But later the same day, I tried checking something in a test system and noticed that a lot of my requests were taking very long time. In fact, I couldn’t get anything done. Since this environment was also long running, it could not be cold start problem.

Cloudwatch metrics on the load balancer showed that all requests return in 6ms or less and that they are all successful. My home internet seemed fine. Time to get an external view.

I set up Pingdom to get our /healthcheck every minute and the pattern became clear: 50% of the response times were around 300ms. The other 50% took over 15s.

Up until this point, my mental model of our deployment was something like this (we have more stuff, but it isn’t relevant here):

I ran Wireshark on my machine and ran a bunch of test requests. The 50% that were successful talked to one IP and the other 50% talked to another IP.

Looking at our configuration, I discovered that our ALB has two availability zones and cross-zone failover. This is mandatory for ECS tasks. So now I had a better mental model:

Note that we have LB in both zones, but ECS task in just on of them. An AWS documentation page that I can no longer find said something like “for best performance, run ECS task in every zone that has a load balancer”. I was naive enough to believe that I found the issue and went ahead to set up the extra tasks.

It took longer than I would have liked because zone 2d didn’t have the EC2 machine type that my task required, so I had to re-configure everything around a new machine type or move everything around zones, which meant learning more about ASG and ECS. But finally I had the following configuration:

Unfortunately, the performance issue remained. Damn it.

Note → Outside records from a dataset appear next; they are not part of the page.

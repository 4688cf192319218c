//! Per-network consensus parameters

use super::Network;
use crate::domain::models::{Ecosystem, PropertyId};
use crate::domain::services::payload::tx_type;

/// Block at which a transaction type and version becomes valid
#[derive(Debug, Clone, Copy, PartialEq, Eq)]
pub struct TransactionRestriction {
    pub tx_type: u16,
    pub version: u16,
    pub activation_block: u32,
}

/// Consensus parameters shared by every engine instance on a network
#[derive(Debug, Clone, PartialEq, Eq)]
pub struct ConsensusParams {
    /// First block processed by the engine
    pub genesis_block: u32,
    /// Minimum number of blocks of notice for a feature activation
    pub min_activation_blocks: u32,
    /// Maximum number of blocks of notice for a feature activation
    pub max_activation_blocks: u32,
    pub restrictions: Vec<TransactionRestriction>,
}

struct EnableBlocks {
    send: u32,
    dex: u32,
    smart_property: u32,
    managed_property: u32,
    sto: u32,
    sto_v1: u32,
    send_all: u32,
    alert: u32,
}

impl ConsensusParams {
    pub fn for_network(network: Network) -> Self {
        match network {
            Network::Mainnet => Self::build(
                249_498,
                2048,
                12288,
                EnableBlocks {
                    send: 249_498,
                    dex: 290_630,
                    smart_property: 297_110,
                    managed_property: 323_230,
                    sto: 342_650,
                    sto_v1: 999_999,
                    send_all: 395_000,
                    alert: 0,
                },
            ),
            Network::Testnet => Self::build(0, 5, 99_999, EnableBlocks::all_at(0)),
            Network::Regtest => Self::build(0, 5, 10, EnableBlocks::all_at(0)),
        }
    }

    fn build(genesis: u32, min: u32, max: u32, blocks: EnableBlocks) -> Self {
        let r = |tx_type, version, activation_block| TransactionRestriction {
            tx_type,
            version,
            activation_block,
        };
        Self {
            genesis_block: genesis,
            min_activation_blocks: min,
            max_activation_blocks: max,
            restrictions: vec![
                r(tx_type::SIMPLE_SEND, 0, blocks.send),
                r(tx_type::SEND_TO_OWNERS, 0, blocks.sto),
                r(tx_type::SEND_TO_OWNERS, 1, blocks.sto_v1),
                r(tx_type::SEND_ALL, 0, blocks.send_all),
                r(tx_type::DEX_SELL_OFFER, 0, blocks.dex),
                r(tx_type::DEX_SELL_OFFER, 1, blocks.dex),
                r(tx_type::DEX_ACCEPT_OFFER, 0, blocks.dex),
                r(tx_type::CREATE_PROPERTY_FIXED, 0, blocks.smart_property),
                r(tx_type::CREATE_PROPERTY_VARIABLE, 0, blocks.smart_property),
                r(tx_type::CLOSE_CROWDSALE, 0, blocks.smart_property),
                r(tx_type::CREATE_PROPERTY_MANUAL, 0, blocks.managed_property),
                r(tx_type::GRANT_PROPERTY_TOKENS, 0, blocks.managed_property),
                r(tx_type::REVOKE_PROPERTY_TOKENS, 0, blocks.managed_property),
                r(tx_type::DEACTIVATION, tx_type::CONTROL_VERSION, blocks.alert),
                r(tx_type::ACTIVATION, tx_type::CONTROL_VERSION, blocks.alert),
            ],
        }
    }

    /// Checks, if the transaction type and version is enabled at the given block.
    /// Test ecosystem properties are never restricted.
    pub fn is_transaction_type_allowed(
        &self,
        block: u32,
        property: PropertyId,
        tx_type: u16,
        version: u16,
    ) -> bool {
        self.restrictions
            .iter()
            .filter(|entry| entry.tx_type == tx_type && entry.version == version)
            .any(|entry| {
                Ecosystem::of(property) == Some(Ecosystem::Test) || block >= entry.activation_block
            })
    }

    /// Overrides the enable block of one transaction type, for all versions
    pub fn set_activation_block(&mut self, tx_type: u16, block: u32) {
        for entry in self.restrictions.iter_mut().filter(|e| e.tx_type == tx_type) {
            entry.activation_block = block;
        }
    }
}

impl EnableBlocks {
    fn all_at(block: u32) -> Self {
        Self {
            send: block,
            dex: block,
            smart_property: block,
            managed_property: block,
            sto: block,
            sto_v1: block,
            send_all: block,
            alert: block,
        }
    }
}

#[cfg(test)]
mod tests {
    use super::*;

    #[test]
    fn test_mainnet_restrictions() {
        let params = ConsensusParams::for_network(Network::Mainnet);
        assert!(!params.is_transaction_type_allowed(394_999, 3, tx_type::SEND_ALL, 0));
        assert!(params.is_transaction_type_allowed(395_000, 3, tx_type::SEND_ALL, 0));
        // test ecosystem is unrestricted
        assert!(params.is_transaction_type_allowed(1, 2_147_483_651, tx_type::SEND_ALL, 0));
        // unknown version is never allowed
        assert!(!params.is_transaction_type_allowed(500_000, 3, tx_type::SEND_ALL, 7));
    }

    #[test]
    fn test_regtest_grace_window() {
        let params = ConsensusParams::for_network(Network::Regtest);
        assert_eq!(params.min_activation_blocks, 5);
        assert_eq!(params.max_activation_blocks, 10);
        assert!(params.is_transaction_type_allowed(0, 1, tx_type::SIMPLE_SEND, 0));
    }
}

I went back to the original system, but investigated the network configuration in more detail. One detail that I discarded until then was that few days earlier, after a long investigation and much debates, we added a NAT to our system.

Why NAT? Because our ECS task occasionally had to make an outbound call to a public service (Google’s identity platform) and our investigation revealed that the only way an EC2 ECS task can make an external call is via NAT. Worth noting that Fargate and EC2 don’t have this limitation. I am not sure we would have used ECS EC2 if we knew about it - NATs are expensive.

When we added the NAT we also added a routing rule (as documented). Outgoing traffic from zone 2b (the zone with the task) will be routed via the NAT. The actual architecture that I worked on was actually:

With these routing rules, traffic that users initiated went through the internet gateway (this is the default way services with public IP address talk to the internet in AWS) to the LB to the task and then back. Outbound traffic went to the NAT.

Or so we thought.

The routing rule that we added to zone 2b for the NAT didn’t really say “outbound traffic goes via NAT”. It rather said: “If destination is anywhere outside the VPC, go via NAT”. I assumed it applied to outbound only, but our load balancer is in the subnet that has these rules.

What if any time the LB tries to send a response to a user, it actually gets routed via the NAT and AWS networking doesn’t deal with this very well?

I have no proof for this theory. I spent a bunch of time playing with AWS's network reachability analyzer. It is nifty, but I couldn't create the routes that would conclusively prove this theory.

But I was out of any more ideas, so I decided that if the theory is right, I need to get the LB that is in zone 2b to a zone that doesn't have the NAT routing rule.

Why not move the LB to zone 2c? Turns out that ECS requires an LB to exist in the zone where the task exists.

We ended up with a messy solution and a better solution for the long term.

Messy solution:
Modify the routing rules. Instead of routing all traffic that goes to the internet via the NAT, we’ll route only traffic going to Google via the NAT. Luckily Google published its IP ranged, so I could add routing rules specific to it: https://www.gstatic.com/ipranges/goog.txt

This isn't a great solution because we'll need to add more routes for every external service we'll need to access.

Better solution:
Use the fact that routing rules apply to subnets but ECS tasks need an LB in the same zone. So we can create two subnets in each zone. One with virtual network equipment and the other with tasks. Something like this:

This is very similar to pretty much every diagram AWS publishes about how to set up public internet access for services. They all look like this:

I just wish they explained why they set it up that way and what happens if you don’t. But here is the full story, at least my readers won't need to learn about it the hard way.

Enjoyed reading this?

Read more about Infra SaaS and Control Planes on my company blog.
Or join the SaaS Developer Community Slack.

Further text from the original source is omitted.